Elle s’est également attachée à mieux définir et articuler les dispositifs. A cet égard, le conflit d’intérêts est défini par l’article 2 du texte comme « une situation d’interférence entre un intérêt public et des intérêts publics ou privés de nature à influencer ou à paraître influencer l’agent public dans l’exercice de ses fonctions ». L’articulation des dispositifs sera traduit quant à elle, d’une part, par une coordination au sein d’un même article (l’article 3) du statut général du dispositif existant des lanceurs d’alerte en matière pénale et celui relatif aux conflits d’intérêts créé par le projet d eloi lui-même. D’autre part, la Commission a souhaité confier, à l’instar de l’Assemblée nationale, à la Haute Autorité pour la transparence de la vie publique (HATVP) les contrôles des déclarations d’intérêts et de patrimoine. Pour rappel, initialement, le Gouvernement voulait confier ce rôle à la commission de déontologie en ce qui concerne les déclarations d’intérêts.

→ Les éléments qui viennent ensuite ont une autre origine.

// Copyright 2025 John Brosnihan
//
// Licensed under the Apache License, Version 2.0 (the "License");
// you may not use this file except in compliance with the License.
// You may obtain a copy of the License at
//
//     http://www.apache.org/licenses/LICENSE-2.0
//
// Unless required by applicable law or agreed to in writing, software
// distributed under the License is distributed on an "AS IS" BASIS,
// WITHOUT WARRANTIES OR CONDITIONS OF ANY KIND, either express or implied.
// See the License for the specific language governing permissions and
// limitations under the License.
//! Box-jumping example
//!
//! Spawns three boxes, selects one by "clicking" its body and makes it jump.

use rocket_sim::game::{BoxGame, BoxSpec};
use rocket_sim::physics::{BodyHandle, PhysicsRequest, RecordingPhysics};
use rocket_sim::EcsError;

fn main() -> Result<(), EcsError> {
    env_logger::init();

    println!("Rocket Sim - Box Example");
    println!("========================\n");

    let mut game = BoxGame::new();
    game.spawn(BoxSpec::new(BodyHandle(1)).controlled())?;
    game.spawn(BoxSpec::new(BodyHandle(2)).with_particle("Sparkle"))?;
    game.spawn(BoxSpec::new(BodyHandle(3)).controlled().with_particle("Sparkle"))?;
    println!("Spawned {} boxes", game.boxes().len());

    let mut physics = RecordingPhysics::new();
    let jumped = game.jump_boxes(&mut physics);
    println!("Everyone jump: {} boxes jumped", jumped);

    for body in [BodyHandle(2), BodyHandle(3)] {
        match game.control_entity_with(body) {
            Some(entity) => println!("Clicked {}: now controlling {}", body, entity),
            None => println!("Clicked {}: not controllable", body),
        }
    }
    game.jump_controlled(&mut physics);

    for (i, timestamp) in [0.0, 0.5, 1.0].iter().enumerate() {
        let dt = game.update_at(*timestamp, &mut physics);
        println!("Frame {}: dt = {:.2}s", i, dt);
    }

    println!("\nPhysics requests:");
    for request in physics.requests() {
        if let PhysicsRequest::Force { body, force, mode } = request {
            println!("  {} <- {} ({:?})", body, force, mode);
        }
    }
    Ok(())
}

A noter que le rapport préconisait également l’intégration de la commission de déontologie au sein de la HATVP au 1er janvier 2019. En effet, selon le rapporteur, « les missions actuellement exercées par la commission de déontologie (contrôle du pantouflage et des cumuls d’activités des fonctionnaires) pourraient ainsi être reprises par une commission spécialisée au sein de la Haute Autorité ». Mais cette solution n’a pas été retenue lors du vote en Commission des lois.

Renforcer la garantie du respect de la vie privée du fonctionnaire

Afin de respecter la vie privée du fonctionnaire garantie par la Constitution, le rapport a écarté le dispositif qui prévoyait de verser la déclaration d’intérêts au dossier du fonctionnaire. De même, à l’initiative du rapporteur, le périmètre des fonctionnaires tenus de confier la gestion de leurs instruments financiers à des tiers est limité aux seuls fonctionnaires exerçant  des « responsabilités en matière économique » et non plus, selon la formule initiale, aux fonctionnaires exerçant des missions ayant « une incidence en matière économique ».

Enfin, le rapport souhaite que l’envoi de la déclaration de situation patrimoniale soit requis dans un délai de deux mois après la nomination du candidat, solution qui prévaut actuellement pour les responsables politiques. En effet, selon Alain Vasselle, « il ne semble pas opportun de contraindre tous les candidats à une nomination à transmettre une telle déclaration dans la mesure où cette dernière vise uniquement à contrôler l’évolution du patrimoine durant l’exercice des fonctions publiques et non antérieurement à celles-ci ».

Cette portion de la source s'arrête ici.